“We have received phone calls. We have received death threats over the phone,” said Umesh Chaudhury, co-owner and pharmacy manager at Youngsville Pharmacy on Main Street.
He is also the voice of the store’s Facebook account — which over the past several weeks has been butting heads with customers and COVID-19 vaccine-resistant users on the Rolesville Community Facebook page.
The rhetoric has been hot, sometimes harsh, with Chaudhury giving as much as he’s getting.
“The idea behind engaging on Facebook is just about getting the word out. Not just, ‘hey we’re doing vaccines,’ but getting the word out with the scientific information.”
In one post he writes, “The storm is brewing and unvaccinated people are likely to pay a heavy toll.” In another he says, “It’s “foolishly selfish to let the virus use your body as a host and indirectly kill hundreds of your own kind.”
When anti-vaccine users pushed back, the pharmacy responded, “Conspiracy theorists are not welcome at Youngsville pharmacy.” Chaudhury told one customer they were banned from the store because they were anti-vaccine.
“We are in a business of promoting science and vaccines to these people,” he said. “So when we see people going out there and spreading false information — of course they’re not welcome!”
We’re talking to the local pharmacist going to toe-to-toe with vaccine-resistant customers on social media. Umesh Chaudhury says he’s simply promoting science. Some critics say his confrontational approach is unprofessional and may be doing more harm than good. AT 11 • #abc11 pic.twitter.com/ucEuRlEZ8B
— Joel Brown (@JoelBrownABC11) May 28, 2021
But since the start of the pandemic, public health experts have been telling ABC 11 that when we dismiss people’s concerns, no matter how wrong they are – they can take it personally and reject what you’re saying. They said the best practice in these difficult conversations over vaccines is earning someone’s trust by showing you care about their concerns.

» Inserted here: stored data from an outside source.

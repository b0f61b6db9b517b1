#![forbid(unsafe_code)]

//! Single-channel context: a producer hook plus one channel.

use std::fmt;

use contextize_core::{Component, Element, Scope};

use crate::channel::Channel;

/// Props of a provider component: the producer's input plus the subtree.
#[derive(Clone, Debug, PartialEq)]
pub struct ProviderProps<P> {
    /// Input handed to the producer.
    pub props: P,
    /// Subtree that sees the produced value.
    pub children: Element,
}

/// A provider component: runs a producer and publishes its result.
pub struct Provider<P> {
    component: Component<ProviderProps<P>>,
}

impl<P> Clone for Provider<P> {
    fn clone(&self) -> Self {
        Self {
            component: self.component.clone(),
        }
    }
}

impl<P> fmt::Debug for Provider<P> {
    fn fmt(&self, f: &mut fmt::Formatter<'_>) -> fmt::Result {
        f.debug_tuple("Provider").field(&self.component).finish()
    }
}

impl<P: PartialEq + 'static> Provider<P> {
    /// Build a provider that publishes `producer(props)` on `channel`.
    ///
    /// The producer runs whenever the provider component is invoked, so hooks
    /// called inside it belong to the provider instance.
    pub fn new<C: Clone + PartialEq + 'static>(
        name: &str,
        channel: Channel<C>,
        producer: impl Fn(&mut Scope<'_>, &P) -> C + 'static,
    ) -> Self {
        let component = Component::new(name, move |cx, p: &ProviderProps<P>| {
            let value = producer(cx, &p.props);
            channel.publish(value, p.children.clone())
        });
        Self { component }
    }

    /// Mount the provider over `children`.
    #[must_use]
    pub fn mount(&self, props: P, children: impl Into<Element>) -> Element {
        self.component.element(ProviderProps {
            props,
            children: children.into(),
        })
    }
}

/// A provider/reader pair over one channel.
pub struct Contextized<C, P = ()> {
    channel: Channel<C>,
    provider: Provider<P>,
}

impl<C: Clone, P> Clone for Contextized<C, P> {
    fn clone(&self) -> Self {
        Self {
            channel: self.channel.clone(),
            provider: self.provider.clone(),
        }
    }
}

impl<C: Clone + PartialEq + 'static, P> fmt::Debug for Contextized<C, P> {
    fn fmt(&self, f: &mut fmt::Formatter<'_>) -> fmt::Result {
        f.debug_struct("Contextized")
            .field("context", &self.channel.context().id())
            .field("provider", &self.provider)
            .finish()
    }
}

/// Build a [`Contextized`] from a producer and the value read outside any
/// provider. The provider component is named `ContextProvider`; use
/// [`Contextized::named`] to tell several apart.
pub fn contextize<C, P>(
    producer: impl Fn(&mut Scope<'_>, &P) -> C + 'static,
    default: C,
) -> Contextized<C, P>
where
    C: Clone + PartialEq + 'static,
    P: PartialEq + 'static,
{
    Contextized::named("ContextProvider", producer, default)
}

impl<C, P> Contextized<C, P>
where
    C: Clone + PartialEq + 'static,
    P: PartialEq + 'static,
{
    /// Like [`contextize`], with an explicit provider component name.
    pub fn named(
        name: &str,
        producer: impl Fn(&mut Scope<'_>, &P) -> C + 'static,
        default: C,
    ) -> Self {
        let channel = Channel::new(default);
        let provider = Provider::new(name, channel.clone(), producer);
        Self { channel, provider }
    }

    /// Mount a provider over `children`.
    #[must_use]
    pub fn provider(&self, props: P, children: impl Into<Element>) -> Element {
        self.provider.mount(props, children)
    }

    /// Nearest enclosing produced value, or the default.
    pub fn use_value(&self, cx: &mut Scope<'_>) -> C {
        self.channel.read(cx)
    }

    /// The channel values are published on.
    #[must_use]
    pub fn channel(&self) -> &Channel<C> {
        &self.channel
    }
}
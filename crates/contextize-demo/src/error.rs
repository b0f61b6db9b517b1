use thiserror::Error;

use contextize::StorageError;
use contextize_core::HostError;

pub type Result<T> = std::result::Result<T, DemoError>;

#[derive(Debug, Error)]
pub enum DemoError {
    #[error("I/O error: {0}")]
    Io(#[from] std::io::Error),

    #[error("JSON error: {0}")]
    Json(#[from] serde_json::Error),

    #[error("storage error: {0}")]
    Storage(#[from] StorageError),

    #[error("render error: {0}")]
    Host(#[from] HostError),

    #[error("invalid argument: {message}")]
    InvalidArgument { message: String },
}

impl DemoError {
    #[must_use]
    pub fn exit_code(&self) -> i32 {
        match self {
            Self::InvalidArgument { .. } => 2,
            Self::Storage(err) if err.is_decode() => 3,
            _ => 1,
        }
    }

    #[must_use]
    pub fn invalid(message: impl Into<String>) -> Self {
        Self::InvalidArgument {
            message: message.into(),
        }
    }
}
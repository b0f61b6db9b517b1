#![forbid(unsafe_code)]

fn main() {
    if let Err(error) = contextize_demo::run_from_env() {
        eprintln!("{error}");
        std::process::exit(error.exit_code());
    }
}
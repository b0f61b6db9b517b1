#![forbid(unsafe_code)]

//! Durable stores for the debug layer.
//!
//! Two layers:
//!
//! - [`Storage`]: a byte-oriented key/value medium (strings in, strings out),
//!   shaped after browser local storage. [`MemoryStorage`] keeps entries in a
//!   shared map that outlives any one runtime; [`FileStorage`] keeps them in a
//!   single JSON document on disk.
//! - [`Store`]: one JSON value under one key. [`KeyedStore`] transcodes
//!   between [`serde_json::Value`] and the text held by a [`Storage`].
//!
//! A missing entry reads as `Ok(None)`. Text that does not decode is an error,
//! never a silent `None`, so callers can tell a corrupt entry from an empty one.

use std::cell::RefCell;
use std::collections::BTreeMap;
use std::ffi::OsString;
use std::fmt;
use std::fs;
use std::io::ErrorKind;
use std::path::{Path, PathBuf};
use std::rc::Rc;

use serde_json::Value;
use tracing::trace;

use crate::error::{Result, StorageError};

// ─── Storage ─────────────────────────────────────────────────────────────────

/// A string key/value medium.
pub trait Storage {
    /// Text stored under `key`, if any.
    fn get_item(&self, key: &str) -> Result<Option<String>>;
    /// Store `value` under `key`, replacing any previous entry.
    fn set_item(&self, key: &str, value: &str) -> Result<()>;
    /// Delete the entry under `key`. Deleting a missing key is not an error.
    fn remove_item(&self, key: &str) -> Result<()>;
}

/// In-memory [`Storage`].
///
/// Clones share entries, so a clone handed to a fresh runtime sees what an
/// earlier runtime wrote. That is how tests simulate a page reload.
#[derive(Clone, Debug, Default)]
pub struct MemoryStorage {
    items: Rc<RefCell<BTreeMap<String, String>>>,
}

impl MemoryStorage {
    /// Empty storage.
    #[must_use]
    pub fn new() -> Self {
        Self::default()
    }

    /// Number of entries.
    #[must_use]
    pub fn len(&self) -> usize {
        self.items.borrow().len()
    }

    /// Whether there are no entries.
    #[must_use]
    pub fn is_empty(&self) -> bool {
        self.items.borrow().is_empty()
    }
}

impl Storage for MemoryStorage {
    fn get_item(&self, key: &str) -> Result<Option<String>> {
        Ok(self.items.borrow().get(key).cloned())
    }

    fn set_item(&self, key: &str, value: &str) -> Result<()> {
        self.items
            .borrow_mut()
            .insert(key.to_string(), value.to_string());
        Ok(())
    }

    fn remove_item(&self, key: &str) -> Result<()> {
        self.items.borrow_mut().remove(key);
        Ok(())
    }
}

/// File-backed [`Storage`]: one JSON object mapping keys to their text.
///
/// Every write rewrites the whole document through a sibling temporary file
/// and a rename, so a crash mid-write leaves the previous document intact.
#[derive(Clone, Debug)]
pub struct FileStorage {
    path: PathBuf,
}

impl FileStorage {
    /// Storage backed by the document at `path`. The file is created on the
    /// first write.
    #[must_use]
    pub fn new(path: impl Into<PathBuf>) -> Self {
        Self { path: path.into() }
    }

    /// Location of the backing document.
    #[must_use]
    pub fn path(&self) -> &Path {
        &self.path
    }

    /// Sibling written before the rename: the full file name plus `.tmp`.
    fn tmp_path(&self) -> PathBuf {
        let mut name = self.path.file_name().map(OsString::from).unwrap_or_default();
        name.push(".tmp");
        self.path.with_file_name(name)
    }

    fn load(&self) -> Result<BTreeMap<String, String>> {
        let text = match fs::read_to_string(&self.path) {
            Ok(text) => text,
            Err(err) if err.kind() == ErrorKind::NotFound => return Ok(BTreeMap::new()),
            Err(err) => return Err(err.into()),
        };
        if text.trim().is_empty() {
            return Ok(BTreeMap::new());
        }
        serde_json::from_str(&text).map_err(|source| StorageError::Decode {
            key: self.path.display().to_string(),
            source,
        })
    }

    fn save(&self, items: &BTreeMap<String, String>) -> Result<()> {
        let text = serde_json::to_string_pretty(items).map_err(|source| StorageError::Encode {
            key: self.path.display().to_string(),
            source,
        })?;
        if let Some(parent) = self.path.parent().filter(|p| !p.as_os_str().is_empty()) {
            fs::create_dir_all(parent)?;
        }
        let tmp = self.tmp_path();
        fs::write(&tmp, text)?;
        fs::rename(&tmp, &self.path)?;
        trace!(path = %self.path.display(), entries = items.len(), "file storage saved");
        Ok(())
    }
}

impl Storage for FileStorage {
    fn get_item(&self, key: &str) -> Result<Option<String>> {
        Ok(self.load()?.remove(key))
    }

    fn set_item(&self, key: &str, value: &str) -> Result<()> {
        let mut items = self.load()?;
        items.insert(key.to_string(), value.to_string());
        self.save(&items)
    }

    fn remove_item(&self, key: &str) -> Result<()> {
        let mut items = self.load()?;
        if items.remove(key).is_some() {
            self.save(&items)?;
        }
        Ok(())
    }
}

// ─── Store ───────────────────────────────────────────────────────────────────

/// One JSON value persisted somewhere durable.
pub trait Store {
    /// The stored value, `None` if nothing was stored yet.
    fn get(&self) -> Result<Option<Value>>;
    /// Replace the stored value.
    fn set(&self, value: &Value) -> Result<()>;
}

/// A [`Store`] kept under one key of a [`Storage`], encoded as JSON text.
#[derive(Clone, Debug)]
pub struct KeyedStore<S> {
    key: String,
    storage: S,
}

impl<S: Storage> KeyedStore<S> {
    /// Store under `key` in `storage`.
    pub fn new(key: impl Into<String>, storage: S) -> Self {
        Self {
            key: key.into(),
            storage,
        }
    }

    /// Storage key.
    #[must_use]
    pub fn key(&self) -> &str {
        &self.key
    }

    /// Backing storage.
    #[must_use]
    pub fn storage(&self) -> &S {
        &self.storage
    }
}

impl<S: Storage> Store for KeyedStore<S> {
    fn get(&self) -> Result<Option<Value>> {
        match self.storage.get_item(&self.key)? {
            None => Ok(None),
            Some(text) if text.is_empty() => Ok(None),
            Some(text) => serde_json::from_str(&text)
                .map(Some)
                .map_err(|source| StorageError::Decode {
                    key: self.key.clone(),
                    source,
                }),
        }
    }

    fn set(&self, value: &Value) -> Result<()> {
        let text = serde_json::to_string(value).map_err(|source| StorageError::Encode {
            key: self.key.clone(),
            source,
        })?;
        self.storage.set_item(&self.key, &text)
    }
}

/// Shorthand for [`KeyedStore::new`].
pub fn keyed_store<S: Storage>(key: impl Into<String>, storage: S) -> KeyedStore<S> {
    KeyedStore::new(key, storage)
}

/// Shared, type-erased [`Store`]. Two handles are equal iff they share the
/// same store allocation.
#[derive(Clone)]
pub struct StoreHandle(Rc<dyn Store>);

impl StoreHandle {
    /// Wrap a store.
    pub fn new(store: impl Store + 'static) -> Self {
        Self(Rc::new(store))
    }

    /// See [`Store::get`].
    pub fn get(&self) -> Result<Option<Value>> {
        self.0.get()
    }

    /// See [`Store::set`].
    pub fn set(&self, value: &Value) -> Result<()> {
        self.0.set(value)
    }
}

impl PartialEq for StoreHandle {
    fn eq(&self, other: &Self) -> bool {
        Rc::ptr_eq(&self.0, &other.0)
    }
}

impl fmt::Debug for StoreHandle {
    fn fmt(&self, f: &mut fmt::Formatter<'_>) -> fmt::Result {
        f.write_str("StoreHandle")
    }
}

#[cfg(test)]
mod tests {
    use super::*;
    use serde_json::json;

    #[test]
    fn memory_storage_clones_share_entries() {
        let storage = MemoryStorage::new();
        let reloaded = storage.clone();
        storage.set_item("k", "v").unwrap();
        assert_eq!(reloaded.get_item("k").unwrap().as_deref(), Some("v"));
        reloaded.remove_item("k").unwrap();
        assert!(storage.is_empty());
    }

    #[test]
    fn keyed_store_round_trips_json() {
        let store = keyed_store("state", MemoryStorage::new());
        assert_eq!(store.get().unwrap(), None);
        store.set(&json!({"state": "dark"})).unwrap();
        assert_eq!(store.get().unwrap(), Some(json!({"state": "dark"})));
        assert_eq!(
            store.storage().get_item("state").unwrap().as_deref(),
            Some(r#"{"state":"dark"}"#)
        );
    }

    #[test]
    fn empty_text_reads_as_missing() {
        let storage = MemoryStorage::new();
        storage.set_item("state", "").unwrap();
        assert_eq!(keyed_store("state", storage).get().unwrap(), None);
    }

    #[test]
    fn corrupt_text_is_a_decode_error() {
        let storage = MemoryStorage::new();
        storage.set_item("state", "{not json").unwrap();
        let err = keyed_store("state", storage).get().unwrap_err();
        assert!(err.is_decode());
        assert!(err.to_string().contains("state"));
    }

    #[test]
    fn stored_null_is_distinct_from_missing() {
        let store = keyed_store("state", MemoryStorage::new());
        store.set(&Value::Null).unwrap();
        assert_eq!(store.get().unwrap(), Some(Value::Null));
    }

    #[test]
    fn file_storage_persists_across_instances() {
        let dir = tempfile::tempdir().unwrap();
        let path = dir.path().join("nested").join("store.json");
        FileStorage::new(&path).set_item("a", "1").unwrap();
        FileStorage::new(&path).set_item("b", "2").unwrap();

        let reopened = FileStorage::new(&path);
        assert_eq!(reopened.get_item("a").unwrap().as_deref(), Some("1"));
        assert_eq!(reopened.get_item("b").unwrap().as_deref(), Some("2"));
        assert_eq!(reopened.get_item("c").unwrap(), None);

        reopened.remove_item("a").unwrap();
        assert_eq!(reopened.get_item("a").unwrap(), None);
    }

    #[test]
    fn file_storage_temp_name_keeps_full_file_name() {
        let dir = tempfile::tempdir().unwrap();
        let json = FileStorage::new(dir.path().join("state.json"));
        let yaml = FileStorage::new(dir.path().join("state.yaml"));
        assert_eq!(json.tmp_path(), dir.path().join("state.json.tmp"));
        assert_ne!(json.tmp_path(), yaml.tmp_path());
        assert_eq!(
            FileStorage::new(dir.path().join("state.tmp")).tmp_path(),
            dir.path().join("state.tmp.tmp")
        );
    }

    #[test]
    fn file_storage_write_leaves_neighbouring_tmp_file_alone() {
        let dir = tempfile::tempdir().unwrap();
        let neighbour = FileStorage::new(dir.path().join("state.tmp"));
        neighbour.set_item("kept", "1").unwrap();

        FileStorage::new(dir.path().join("state.json")).set_item("a", "2").unwrap();
        assert_eq!(neighbour.get_item("kept").unwrap().as_deref(), Some("1"));
        assert!(!dir.path().join("state.json.tmp").exists());
    }

    #[test]
    fn file_storage_missing_file_is_empty() {
        let dir = tempfile::tempdir().unwrap();
        let storage = FileStorage::new(dir.path().join("absent.json"));
        assert_eq!(storage.get_item("a").unwrap(), None);
    }

    #[test]
    fn file_storage_corrupt_document_is_a_decode_error() {
        let dir = tempfile::tempdir().unwrap();
        let path = dir.path().join("store.json");
        fs::write(&path, "[1, 2").unwrap();
        let err = FileStorage::new(&path).get_item("a").unwrap_err();
        assert!(err.is_decode());
    }

    #[test]
    fn store_handles_compare_by_allocation() {
        let a = StoreHandle::new(keyed_store("k", MemoryStorage::new()));
        assert_eq!(a, a.clone());
        assert_ne!(a, StoreHandle::new(keyed_store("k", MemoryStorage::new())));
    }
}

ABC 11 asked Chaudhury if he was fearful that being combative or confrontational could defeat his purpose or turn more people off to his message than attract them to it.
“This was a conscious decision,” he said. “The way we have been operating has hurt our business tremendously. But we are proud! I would rather take a pay cut. I would rather take less money and keep our people protected.”
One local Facebook user telling ABC 11 that they’ve reported Chaudhury to the state pharmacy board. The person, who asked to remain anonymous, believes Chaudhury crossed the line for a public health worker by telling people they’re not welcome to come for other medicines.
Outside Youngsville Pharmacy Thursday evening, Laura Mahn was getting her second dose of the COVID shot. She’s backing her pharmacist.
“First of all, I can’t believe people would give him backlash,” Mahn said. “And I think he’s right in doing what he’s doing. He just trying to keep his customers healthy.”
Two doses of the vaccine; with a big shot of drama over the conversation.